Some roll undershirts up to their nipples to air out the gut. Others shed tops entirely, exposing various levels of girth to helpless passers-by. Now, after years of watching men across Beijing lose their shirts when the sweaty weather comes, one local newspaper has had enough.
The Beijing Youth Daily, vexed at what it calls a "little bad habit" unworthy of a modern Olympic metropolis, has put its eyes where its city's stomachs are, running random photos of Beijing's topless men to shame them into putting their shirts back on.
"It's been percolating with us for a while. Then summer came again, and men started taking off their shirts. So we thought we'd do something," the newspaper's editor-in-chief, Yang Tao, said in an interview Tuesday.
For three weeks, a standing feature on the back page of the newspaper's front section — dubbed, in inimitable Chinese style, "Grandpa Shoulder" — has captured attention with pictures of publicly shirtless men engaged in various activities.
There's "Grandpa Shoulder Rests His Feet," a shot of a shirtless man kicking back, and the self-explanatory "Grandpa Shoulder Does Morning Exercises." "Grandpa Shoulder Steers a Cart" is a rear view of a bicycle-cart driver whose pants, fortunately, aren't sagging. Most unsettling is a sweaty man emptying a wok at a streetside food stall. "Grandpa Shoulder Stir-Fries," it enthuses.
"We kindly remind Grandpa Shoulder: Before you go out, put that shirt on!" the newspaper urged one particularly jelly-torsoed specimen.
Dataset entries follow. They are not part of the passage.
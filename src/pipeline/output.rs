//! Output batch artifacts of a run.

use serde::{Deserialize, Serialize};

use super::diff::{ClassifiedRecord, DiffOutcome};
use super::enrich::{EnrichmentFailure, EnrichmentResult};
use super::publish::PublishLedger;
use crate::error::{AppError, Result};
use crate::models::RunSummary;
use crate::storage::LocalStorage;
use crate::storage::layout::{
    FAILURES_FILE, NEW_LISTINGS_FILE, PUBLISH_LEDGER_FILE, RUN_SUMMARY_FILE,
    UPDATED_LISTINGS_FILE, in_run,
};

/// One failed enrichment, as written for operators.
#[derive(Debug, Clone, PartialEq, Eq, Serialize, Deserialize)]
pub struct FailureRecord {
    pub source_url: String,
    pub title: String,
    pub attempts: u32,
    pub error: Option<EnrichmentFailure>,
}

impl From<&EnrichmentResult> for FailureRecord {
    fn from(result: &EnrichmentResult) -> Self {
        Self {
            source_url: result.record.source_url().to_string(),
            title: result.record.title().to_string(),
            attempts: result.attempts,
            error: result.error.clone(),
        }
    }
}

/// Reads and writes the per-run artifact files.
#[derive(Debug, Clone)]
pub struct ArtifactStore {
    storage: LocalStorage,
}

impl ArtifactStore {
    pub fn new(storage: LocalStorage) -> Self {
        Self { storage }
    }

    pub async fn write(
        &self,
        run_id: &str,
        diff: &DiffOutcome,
        failures: &[FailureRecord],
        summary: &RunSummary,
    ) -> Result<()> {
        self.storage
            .write_json(&in_run(run_id, NEW_LISTINGS_FILE), &diff.new)
            .await?;
        self.storage
            .write_json(&in_run(run_id, UPDATED_LISTINGS_FILE), &diff.updated)
            .await?;
        self.storage
            .write_json(&in_run(run_id, FAILURES_FILE), failures)
            .await?;
        // summary last: its presence marks a complete artifact set
        self.storage
            .write_json(&in_run(run_id, RUN_SUMMARY_FILE), summary)
            .await
    }

    pub async fn read_summary(&self, run_id: &str) -> Result<Option<RunSummary>> {
        self.storage.read_json(&in_run(run_id, RUN_SUMMARY_FILE)).await
    }

    /// New and updated batches of a finished run.
    pub async fn read_batches(
        &self,
        run_id: &str,
    ) -> Result<(Vec<ClassifiedRecord>, Vec<ClassifiedRecord>)> {
        if self.read_summary(run_id).await?.is_none() {
            return Err(AppError::validation(format!(
                "run {run_id} has no artifacts; it has not finished"
            )));
        }
        let new = self
            .storage
            .read_json(&in_run(run_id, NEW_LISTINGS_FILE))
            .await?
            .unwrap_or_default();
        let updated = self
            .storage
            .read_json(&in_run(run_id, UPDATED_LISTINGS_FILE))
            .await?
            .unwrap_or_default();
        Ok((new, updated))
    }

    /// Publish ledger of a run; empty before the first publish.
    pub async fn read_ledger(&self, run_id: &str) -> Result<PublishLedger> {
        Ok(self
            .storage
            .read_json(&in_run(run_id, PUBLISH_LEDGER_FILE))
            .await?
            .unwrap_or_default())
    }

    pub async fn write_ledger(&self, run_id: &str, ledger: &PublishLedger) -> Result<()> {
        self.storage
            .write_json(&in_run(run_id, PUBLISH_LEDGER_FILE), ledger)
            .await
    }
}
Nearly 30 photos have been published so far. The first came from China's official Xinhua News Agency, Yang said; the second was taken by a Beijing Youth Daily photographer.
Since then, readers have been deluging the paper with photos - more than 500 mailed in, dropped off in person or e-mailed. "We certainly have a great many photos of Beijing's men without the clothing that most men usually wear," Yang deadpanned.
In the past, poor men traditionally shed shirts in summer to keep cool. Rising living standards and electric fans and air conditioners have rendered that less acceptable — but still ubiquitous, especially in Beijing's alley communities at night, where bare-belly gantlets are common.
"They really should wear shirts," said Zhang Yaling, a young saleswoman with a vested interest. She runs a T-shirt kiosk. "All these bulging bellies sticking out, it makes us look silly. It will damage our reputation as a city."
Indeed, now that Beijing is the front window of China's campaign to impress the world — and the site of the 2008 Summer Olympics - such trifles can collide with politics.
On Tuesday, Xinhua's English-language service ran an article about shirtlessness, slipping in boilerplate from a social scientist about "the importance of image-building for Beijing as the city prepared to host the 2008 Olympic Games."
Beijing occasionally tries to legislate such practices. An anti-spitting campaign several years ago landed with a plop, and tissueless public nose-blowing has also drawn official scorn. But that probably wouldn't work with shirtlessness — certainly not on Tuesday, under a blistering sun in 91-degree weather.
"Sure, it's better for Beijing's image to wear clothes. But it's so uncomfortable," said a shirtless Qiu Licheng, renovating a plumbing store on Tuesday.
In China, shame is a time-tested tool, honed during the ugly dunce-cap-criticism days of Mao Zedong's Cultural Revolution. And the Beijing Youth Daily has devised a more palatable analogue for a media-savvy generation.
Though Beijing's shirtless knights aren't identified in the photos, the newspaper has printed free T-shirts for those who turn themselves in. The catch: They're supposed to wear it.
On the front is the Beijing Youth Daily logo and a slogan. Its rough translation: "A beautiful Beijing? Hey — I'm helping."